• _Available data_
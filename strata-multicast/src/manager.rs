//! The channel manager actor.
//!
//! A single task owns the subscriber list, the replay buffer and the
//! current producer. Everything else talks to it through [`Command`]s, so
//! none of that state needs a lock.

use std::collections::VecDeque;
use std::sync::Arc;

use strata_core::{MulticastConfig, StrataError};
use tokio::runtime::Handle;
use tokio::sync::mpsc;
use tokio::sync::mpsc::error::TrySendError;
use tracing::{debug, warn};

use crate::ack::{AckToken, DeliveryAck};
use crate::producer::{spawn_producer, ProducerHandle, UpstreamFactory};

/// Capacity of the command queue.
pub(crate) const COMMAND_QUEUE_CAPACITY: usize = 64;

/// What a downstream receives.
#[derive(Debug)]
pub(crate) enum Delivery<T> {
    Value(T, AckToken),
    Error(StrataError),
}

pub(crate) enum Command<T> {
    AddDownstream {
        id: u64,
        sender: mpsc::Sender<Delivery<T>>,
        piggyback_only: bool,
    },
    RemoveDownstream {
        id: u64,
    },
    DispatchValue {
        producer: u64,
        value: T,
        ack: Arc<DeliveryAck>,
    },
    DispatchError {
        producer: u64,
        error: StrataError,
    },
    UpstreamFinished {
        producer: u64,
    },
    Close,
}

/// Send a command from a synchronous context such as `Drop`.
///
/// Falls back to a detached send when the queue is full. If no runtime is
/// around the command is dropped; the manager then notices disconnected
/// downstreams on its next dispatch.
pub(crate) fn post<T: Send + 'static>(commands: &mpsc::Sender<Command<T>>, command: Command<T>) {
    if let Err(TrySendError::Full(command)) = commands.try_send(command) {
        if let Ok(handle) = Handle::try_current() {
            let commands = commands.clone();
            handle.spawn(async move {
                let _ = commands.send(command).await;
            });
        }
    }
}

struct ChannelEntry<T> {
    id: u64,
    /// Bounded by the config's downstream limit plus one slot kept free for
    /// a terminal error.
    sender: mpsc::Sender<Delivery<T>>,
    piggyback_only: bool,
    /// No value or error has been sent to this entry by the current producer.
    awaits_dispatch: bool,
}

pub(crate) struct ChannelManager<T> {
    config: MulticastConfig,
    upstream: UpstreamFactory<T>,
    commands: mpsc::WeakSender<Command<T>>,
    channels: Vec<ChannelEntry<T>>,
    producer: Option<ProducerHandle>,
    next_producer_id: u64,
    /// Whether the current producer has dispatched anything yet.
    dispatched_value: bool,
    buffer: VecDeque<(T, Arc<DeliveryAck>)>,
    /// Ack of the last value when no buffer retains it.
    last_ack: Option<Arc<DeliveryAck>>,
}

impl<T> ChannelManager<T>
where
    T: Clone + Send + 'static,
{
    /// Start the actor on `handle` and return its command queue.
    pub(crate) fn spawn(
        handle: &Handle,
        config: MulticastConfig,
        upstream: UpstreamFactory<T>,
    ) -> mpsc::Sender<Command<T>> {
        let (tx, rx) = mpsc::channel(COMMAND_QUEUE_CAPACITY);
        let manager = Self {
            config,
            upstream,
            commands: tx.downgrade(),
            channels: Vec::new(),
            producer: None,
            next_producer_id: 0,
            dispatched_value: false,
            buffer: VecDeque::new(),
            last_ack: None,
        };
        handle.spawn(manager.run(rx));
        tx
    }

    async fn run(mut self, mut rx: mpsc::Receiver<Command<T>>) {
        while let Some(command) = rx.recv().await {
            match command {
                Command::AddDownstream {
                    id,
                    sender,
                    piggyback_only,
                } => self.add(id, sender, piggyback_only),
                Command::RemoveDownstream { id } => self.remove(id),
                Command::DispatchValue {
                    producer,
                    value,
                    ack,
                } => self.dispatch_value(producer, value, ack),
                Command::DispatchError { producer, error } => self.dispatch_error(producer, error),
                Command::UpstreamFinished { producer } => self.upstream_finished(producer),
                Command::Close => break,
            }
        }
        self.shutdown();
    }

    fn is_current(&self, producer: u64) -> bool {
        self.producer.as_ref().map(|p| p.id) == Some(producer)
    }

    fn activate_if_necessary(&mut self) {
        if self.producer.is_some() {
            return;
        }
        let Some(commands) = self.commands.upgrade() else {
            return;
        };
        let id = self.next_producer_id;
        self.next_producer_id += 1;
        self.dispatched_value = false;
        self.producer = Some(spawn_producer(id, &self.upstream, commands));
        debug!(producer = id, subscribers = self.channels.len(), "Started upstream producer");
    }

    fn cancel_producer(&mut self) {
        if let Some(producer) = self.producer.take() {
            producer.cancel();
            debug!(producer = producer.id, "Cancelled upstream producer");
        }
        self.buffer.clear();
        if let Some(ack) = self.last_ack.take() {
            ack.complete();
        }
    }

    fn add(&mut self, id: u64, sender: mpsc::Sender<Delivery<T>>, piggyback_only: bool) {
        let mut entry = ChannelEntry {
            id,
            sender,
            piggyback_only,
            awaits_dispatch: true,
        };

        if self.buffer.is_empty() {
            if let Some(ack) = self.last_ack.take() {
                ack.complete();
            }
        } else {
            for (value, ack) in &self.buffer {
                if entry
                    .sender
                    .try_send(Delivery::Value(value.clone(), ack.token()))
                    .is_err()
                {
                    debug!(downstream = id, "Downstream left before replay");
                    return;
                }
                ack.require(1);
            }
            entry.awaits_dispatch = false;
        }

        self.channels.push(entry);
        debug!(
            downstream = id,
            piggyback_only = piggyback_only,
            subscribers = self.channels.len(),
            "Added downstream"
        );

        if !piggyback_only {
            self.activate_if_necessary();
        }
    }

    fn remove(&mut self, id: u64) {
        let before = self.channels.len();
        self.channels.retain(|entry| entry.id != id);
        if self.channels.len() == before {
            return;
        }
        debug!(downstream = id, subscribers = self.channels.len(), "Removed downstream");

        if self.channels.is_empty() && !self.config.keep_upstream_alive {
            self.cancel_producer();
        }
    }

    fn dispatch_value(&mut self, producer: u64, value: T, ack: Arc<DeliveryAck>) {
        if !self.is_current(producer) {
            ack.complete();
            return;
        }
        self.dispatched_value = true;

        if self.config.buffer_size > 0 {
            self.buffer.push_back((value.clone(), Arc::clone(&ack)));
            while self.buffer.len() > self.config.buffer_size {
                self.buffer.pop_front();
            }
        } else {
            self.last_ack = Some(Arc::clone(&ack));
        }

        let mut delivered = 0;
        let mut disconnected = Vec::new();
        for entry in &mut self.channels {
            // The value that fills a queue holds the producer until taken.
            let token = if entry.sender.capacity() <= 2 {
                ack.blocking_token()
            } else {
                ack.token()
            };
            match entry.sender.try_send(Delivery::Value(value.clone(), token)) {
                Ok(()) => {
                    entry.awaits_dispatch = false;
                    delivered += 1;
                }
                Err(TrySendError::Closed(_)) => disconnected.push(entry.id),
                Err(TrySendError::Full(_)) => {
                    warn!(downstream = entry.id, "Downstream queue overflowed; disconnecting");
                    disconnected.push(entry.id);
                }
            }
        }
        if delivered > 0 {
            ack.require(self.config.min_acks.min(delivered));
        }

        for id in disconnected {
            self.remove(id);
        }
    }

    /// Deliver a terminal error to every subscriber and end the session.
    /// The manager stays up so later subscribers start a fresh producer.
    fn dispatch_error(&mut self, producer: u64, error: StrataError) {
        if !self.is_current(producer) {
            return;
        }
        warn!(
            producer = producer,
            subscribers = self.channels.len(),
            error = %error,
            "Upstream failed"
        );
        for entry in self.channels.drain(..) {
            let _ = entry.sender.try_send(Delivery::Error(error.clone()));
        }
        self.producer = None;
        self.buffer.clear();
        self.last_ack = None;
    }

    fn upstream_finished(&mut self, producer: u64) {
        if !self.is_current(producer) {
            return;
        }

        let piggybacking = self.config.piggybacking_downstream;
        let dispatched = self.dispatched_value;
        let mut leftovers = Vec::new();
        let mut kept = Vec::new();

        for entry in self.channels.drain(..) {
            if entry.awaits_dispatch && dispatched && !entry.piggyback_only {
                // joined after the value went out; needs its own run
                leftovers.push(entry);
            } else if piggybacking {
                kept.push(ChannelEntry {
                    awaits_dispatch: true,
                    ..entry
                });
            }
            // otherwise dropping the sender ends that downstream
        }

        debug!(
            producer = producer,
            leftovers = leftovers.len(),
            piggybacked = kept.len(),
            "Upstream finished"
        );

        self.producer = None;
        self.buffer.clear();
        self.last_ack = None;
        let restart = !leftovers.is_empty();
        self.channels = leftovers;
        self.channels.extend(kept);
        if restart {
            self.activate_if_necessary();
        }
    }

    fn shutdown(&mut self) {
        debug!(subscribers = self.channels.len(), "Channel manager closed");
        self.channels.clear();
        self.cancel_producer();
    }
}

• _Problem description_
Set the material down exactly as written, starting at its first line. The line containing "use tokio::sync::mpsc::error::TrySendError;" is the last one to include.

• _Final answer_
filename strata-multicast/src/manager.rs
//! The channel manager actor.
//!
//! A single task owns the subscriber list, the replay buffer and the
//! current producer. Everything else talks to it through [`Command`]s, so
//! none of that state needs a lock.

use std::collections::VecDeque;
use std::sync::Arc;

use strata_core::{MulticastConfig, StrataError};
use tokio::runtime::Handle;
use tokio::sync::mpsc;
use tokio::sync::mpsc::error::TrySendError;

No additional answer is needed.